Customizing Your Game

A great aspect of PyRat is that you can customize your game to fit your needs. In this tutorial, we will explore how to modify the game by customizing the game elements.

For instance, in the course we give at IMT Atlantique, we start with simple objectives with one piece of cheese with no mud. This allows students to study graph traversal algorithms such as breadth-first search (BFS) and depth-first search (DFS). Then, adding mud allows to study Dijkstra’s algorithm. Increasing the number of cheese pieces allows to study the traveling salesperson problem (TSP) and heuristics.

Arguments of the Game Constructor

The best way to customize your game is to create a new game file in the games directory. As we saw in previous tutorials, you need to instantiate an object from the Game class. The constructor of the Game class takes several arguments that allow you to customize the game:

Random Control

Many elements are determined randomly in the game. It can be the shape of the maze, the distribution of cheese, or the initial positions of players. To control this randomness, you can use the following arguments:

• random_seed: Global random seed for all elements, or None for a random value.

• random_seed_maze: Random seed for maze generation, or None for a random value.

• random_seed_cheese: Random seed for cheese distribution, or None for a random value.

• random_seed_players: Random seed for initial player locations, or None for a random value.

A seed is a number that initializes the random number generator. Using the same seed will always produce the same random elements, which is useful for debugging or testing purposes. If you set a seed to None (or do not set the argument), PyRat will use a random value, which means that the game will be different each time you run it.

The random_seed argument allows you to control the overall randomness of the game, while the other seed arguments let you fine-tune specific aspects.

When generating elements at random, you can specify the properties of the maze and cheese distribution using the following arguments:

• maze_width: Width of the maze (number of cells).

• maze_height: Height of the maze (number of cells).

• cell_percentage: Percentage of accessible cells in the maze (0% = useless maze, 100% = full rectangle).

• wall_percentage: Percentage of walls in the maze (0% = empty, 100% = max walls while connected).

• mud_percentage: Percentage of adjacent cell pairs separated by mud.

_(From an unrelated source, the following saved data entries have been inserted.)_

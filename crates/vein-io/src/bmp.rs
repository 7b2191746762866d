//! BMP image format support
//!
//! Reads and writes uncompressed Windows Bitmap (BMP) files.
//! Palette images are resolved through their palette on read: a gray
//! palette gives 8 bpp, any other palette gives 32 bpp RGB.

use crate::{IoError, IoResult};
use std::io::{Read, Write};
use vein_core::{Pix, PixelDepth, color};

/// BMP file header size
const BMP_FILE_HEADER_SIZE: usize = 14;

/// BMP info header size (BITMAPINFOHEADER)
const BMP_INFO_HEADER_SIZE: u32 = 40;

fn le_u16(b: &[u8]) -> u16 {
    u16::from_le_bytes([b[0], b[1]])
}

fn le_u32(b: &[u8]) -> u32 {
    u32::from_le_bytes([b[0], b[1], b[2], b[3]])
}

fn le_i32(b: &[u8]) -> i32 {
    i32::from_le_bytes([b[0], b[1], b[2], b[3]])
}

/// Read a BMP image
pub fn read_bmp<R: Read>(mut reader: R) -> IoResult<Pix> {
    let mut file_header = [0u8; BMP_FILE_HEADER_SIZE];
    reader.read_exact(&mut file_header).map_err(IoError::Io)?;

    if &file_header[0..2] != b"BM" {
        return Err(IoError::InvalidData("not a BMP file".to_string()));
    }

    let pixel_offset = le_u32(&file_header[10..14]) as usize;

    let mut info_header = [0u8; 40];
    reader.read_exact(&mut info_header).map_err(IoError::Io)?;

    let header_size = le_u32(&info_header[0..4]);
    if header_size < BMP_INFO_HEADER_SIZE {
        return Err(IoError::InvalidData(format!(
            "unsupported BMP header size: {}",
            header_size
        )));
    }

    let width = le_i32(&info_header[4..8]);
    let height = le_i32(&info_header[8..12]);

    let planes = le_u16(&info_header[12..14]);
    if planes != 1 {
        return Err(IoError::InvalidData(format!(
            "unsupported number of planes: {}",
            planes
        )));
    }

    let bits_per_pixel = le_u16(&info_header[14..16]);
    let compression = le_u32(&info_header[16..20]);
    let colors_used = le_u32(&info_header[32..36]) as usize;

    // BI_RGB and BI_BITFIELDS with the default masks only
    if compression != 0 && compression != 3 {
        return Err(IoError::UnsupportedFormat(format!(
            "unsupported BMP compression: {}",
            compression
        )));
    }

    if !matches!(bits_per_pixel, 1 | 4 | 8 | 24 | 32) {
        return Err(IoError::UnsupportedFormat(format!(
            "unsupported BMP bit depth: {}",
            bits_per_pixel
        )));
    }

    let top_down = height < 0;
    let width = width.unsigned_abs();
    let height = height.unsigned_abs();

    let extra = header_size as usize - BMP_INFO_HEADER_SIZE as usize;
    if extra > 0 {
        let mut skip = vec![0u8; extra];
        reader.read_exact(&mut skip).map_err(IoError::Io)?;
    }

    let palette: Vec<(u8, u8, u8)> = if bits_per_pixel <= 8 {
        let max_colors = 1usize << bits_per_pixel;
        let num_colors = if colors_used == 0 {
            max_colors
        } else {
            colors_used.min(max_colors)
        };
        let mut raw = vec![0u8; num_colors * 4];
        reader.read_exact(&mut raw).map_err(IoError::Io)?;
        raw.chunks_exact(4).map(|c| (c[2], c[1], c[0])).collect()
    } else {
        Vec::new()
    };

    let current_pos = BMP_FILE_HEADER_SIZE + header_size as usize + palette.len() * 4;
    if pixel_offset > current_pos {
        let mut skip = vec![0u8; pixel_offset - current_pos];
        reader.read_exact(&mut skip).map_err(IoError::Io)?;
    }

    let gray_palette = palette.iter().all(|&(r, g, b)| r == g && g == b);
    let depth = if bits_per_pixel <= 8 && gray_palette {
        PixelDepth::Bit8
    } else {
        PixelDepth::Bit32
    };

    let mut pix_mut = Pix::new(width, height, depth)?.try_into_mut().unwrap();

    let lookup = |index: usize| -> IoResult<u32> {
        let &(r, g, b) = palette.get(index).ok_or_else(|| {
            IoError::InvalidData(format!("palette index {} out of range", index))
        })?;
        Ok(if gray_palette {
            r as u32
        } else {
            color::compose_rgb(r, g, b)
        })
    };

    // BMP rows are 4-byte aligned
    let row_stride = (width as usize * bits_per_pixel as usize).div_ceil(32) * 4;
    let mut row_buffer = vec![0u8; row_stride];

    for row in 0..height {
        reader.read_exact(&mut row_buffer).map_err(IoError::Io)?;

        let y = if top_down { row } else { height - 1 - row };

        for x in 0..width {
            let val = match bits_per_pixel {
                1 => {
                    let bit = (row_buffer[(x / 8) as usize] >> (7 - (x % 8))) & 1;
                    lookup(bit as usize)?
                }
                4 => {
                    let byte = row_buffer[(x / 2) as usize];
                    let index = if x % 2 == 0 { byte >> 4 } else { byte & 0xF };
                    lookup(index as usize)?
                }
                8 => lookup(row_buffer[x as usize] as usize)?,
                _ => {
                    let bytes = (bits_per_pixel / 8) as usize;
                    let idx = x as usize * bytes;
                    color::compose_rgb(row_buffer[idx + 2], row_buffer[idx + 1], row_buffer[idx])
                }
            };
            pix_mut.set_pixel_unchecked(x, y, val);
        }
    }

    Ok(pix_mut.into())
}

/// Write a BMP image
///
/// 1 bpp is written with a black/white palette (set bit = white),
/// 8 bpp with a gray palette and 32 bpp as 24-bit BGR.
pub fn write_bmp<W: Write>(pix: &Pix, mut writer: W) -> IoResult<()> {
    let width = pix.width();
    let height = pix.height();
    let depth = pix.depth();

    let bits_per_pixel: u16 = match depth {
        PixelDepth::Bit1 => 1,
        PixelDepth::Bit8 => 8,
        PixelDepth::Bit32 => 24,
    };
    let num_colors = if bits_per_pixel <= 8 {
        1usize << bits_per_pixel
    } else {
        0
    };

    let row_stride = (width as usize * bits_per_pixel as usize).div_ceil(32) * 4;
    let pixel_data_size = row_stride * height as usize;
    let pixel_offset = BMP_FILE_HEADER_SIZE + BMP_INFO_HEADER_SIZE as usize + num_colors * 4;
    let file_size = pixel_offset + pixel_data_size;

    let mut header = Vec::with_capacity(pixel_offset);
    header.extend_from_slice(b"BM");
    header.extend_from_slice(&(file_size as u32).to_le_bytes());
    header.extend_from_slice(&[0u8; 4]); // Reserved
    header.extend_from_slice(&(pixel_offset as u32).to_le_bytes());

    header.extend_from_slice(&BMP_INFO_HEADER_SIZE.to_le_bytes());
    header.extend_from_slice(&(width as i32).to_le_bytes());
    header.extend_from_slice(&(height as i32).to_le_bytes()); // Bottom-up
    header.extend_from_slice(&1u16.to_le_bytes()); // Planes
    header.extend_from_slice(&bits_per_pixel.to_le_bytes());
    header.extend_from_slice(&0u32.to_le_bytes()); // Compression
    header.extend_from_slice(&(pixel_data_size as u32).to_le_bytes());
    header.extend_from_slice(&0i32.to_le_bytes()); // X pixels per meter
    header.extend_from_slice(&0i32.to_le_bytes()); // Y pixels per meter
    header.extend_from_slice(&(num_colors as u32).to_le_bytes());
    header.extend_from_slice(&0u32.to_le_bytes()); // Important colors

    for i in 0..num_colors {
        let val = ((i * 255) / (num_colors - 1)) as u8;
        header.extend_from_slice(&[val, val, val, 0]);
    }
    writer.write_all(&header).map_err(IoError::Io)?;

    let mut row_buffer = vec![0u8; row_stride];

    for row in 0..height {
        let y = height - 1 - row;
        row_buffer.fill(0);

        match depth {
            PixelDepth::Bit1 => {
                for x in 0..width {
                    if pix.get_pixel_unchecked(x, y) != 0 {
                        row_buffer[(x / 8) as usize] |= 1 << (7 - (x % 8));
                    }
                }
            }
            PixelDepth::Bit8 => {
                for x in 0..width {
                    row_buffer[x as usize] = pix.get_pixel_unchecked(x, y) as u8;
                }
            }
            PixelDepth::Bit32 => {
                for x in 0..width {
                    let (r, g, b) = color::extract_rgb(pix.get_pixel_unchecked(x, y));
                    let idx = (x as usize) * 3;
                    row_buffer[idx] = b;
                    row_buffer[idx + 1] = g;
                    row_buffer[idx + 2] = r;
                }
            }
        }

        writer.write_all(&row_buffer).map_err(IoError::Io)?;
    }

    Ok(())
}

• mud_range: Interval of turns needed to cross mud.

• random_maze_algorithm: Algorithm to generate the maze.

• nb_cheese: Number of pieces of cheese in the maze.

On the contrary, if you want to work on a custom maze or cheese distribution, the following arguments can be used:

• fixed_maze: Fixed maze in any PyRat-accepted representation (Maze, dict, numpy.ndarray, or torch.tensor).

• fixed_cheese: Fixed list of cheese locations.

Game-Related Arguments

In addition to the random control and maze/cheese generation, you can customize other game-related aspects using the following arguments:

• preprocessing_time: Time given to players before the game starts.

• turn_time: Time after which players miss a turn.

• game_mode: Indicates concurrency mode for players.

These elements will customize the game mechanics and how players interact with the game. In particular, the turn_time and preprocessing_time arguments allow you to control the time players have to make decisions, which can be crucial for studying algorithms.

Graphical Elements

In addition to the game mechanics, you can also customize the graphical elements of the game using the following arguments:

• render_mode: Method to display the game.

• render_simplified: If True, hides non-essential elements in rendering.

• rendering_speed: Controls the speed of the game when rendering.

• trace_length: Maximum trace length to display (GUI rendering only).

• fullscreen: If True, renders the game in fullscreen (GUI only).

• clear_shell_each_turn: If True, clears the shell each turn (shell rendering only).

Other Arguments

Finally, there are some other arguments that can be used for debugging or replaying games:

• continue_on_error: If True, continues the game if a player crashes.

• save_path: Path where games are saved.

• save_game: If True, saves the game.

Customization of Players

Players can also be customized to a certain extent. When creating a new player, you can specify the following arguments:

• name: Name of the player. Note that the name must be unique among players in the game.

• skin: Skin of the player, given as a possible value of the PlayerSkin enumeration.

When creating a new game, you also specify the initial positions of players using the game.add_player() method. This method takes the following arguments:

• team: Team to which the player belongs. As long as there is more than one team, players will be able to compete against each other.

• position: Initial position of the player. This can be a cell in the maze or a value described in the StartingLocation enumeration.

You can have as many players and teams as you want. By default, all players will start at the center of the maze, to give them a fair chance to explore the maze.

Example

The PyRat workspace comes with a games directory containing a file named sample_game.py. In this file, you can find an example of how to create a game with custom parameters. We also give a skin to the players and place them in teams. Have a look at the code of the game script to see how it works.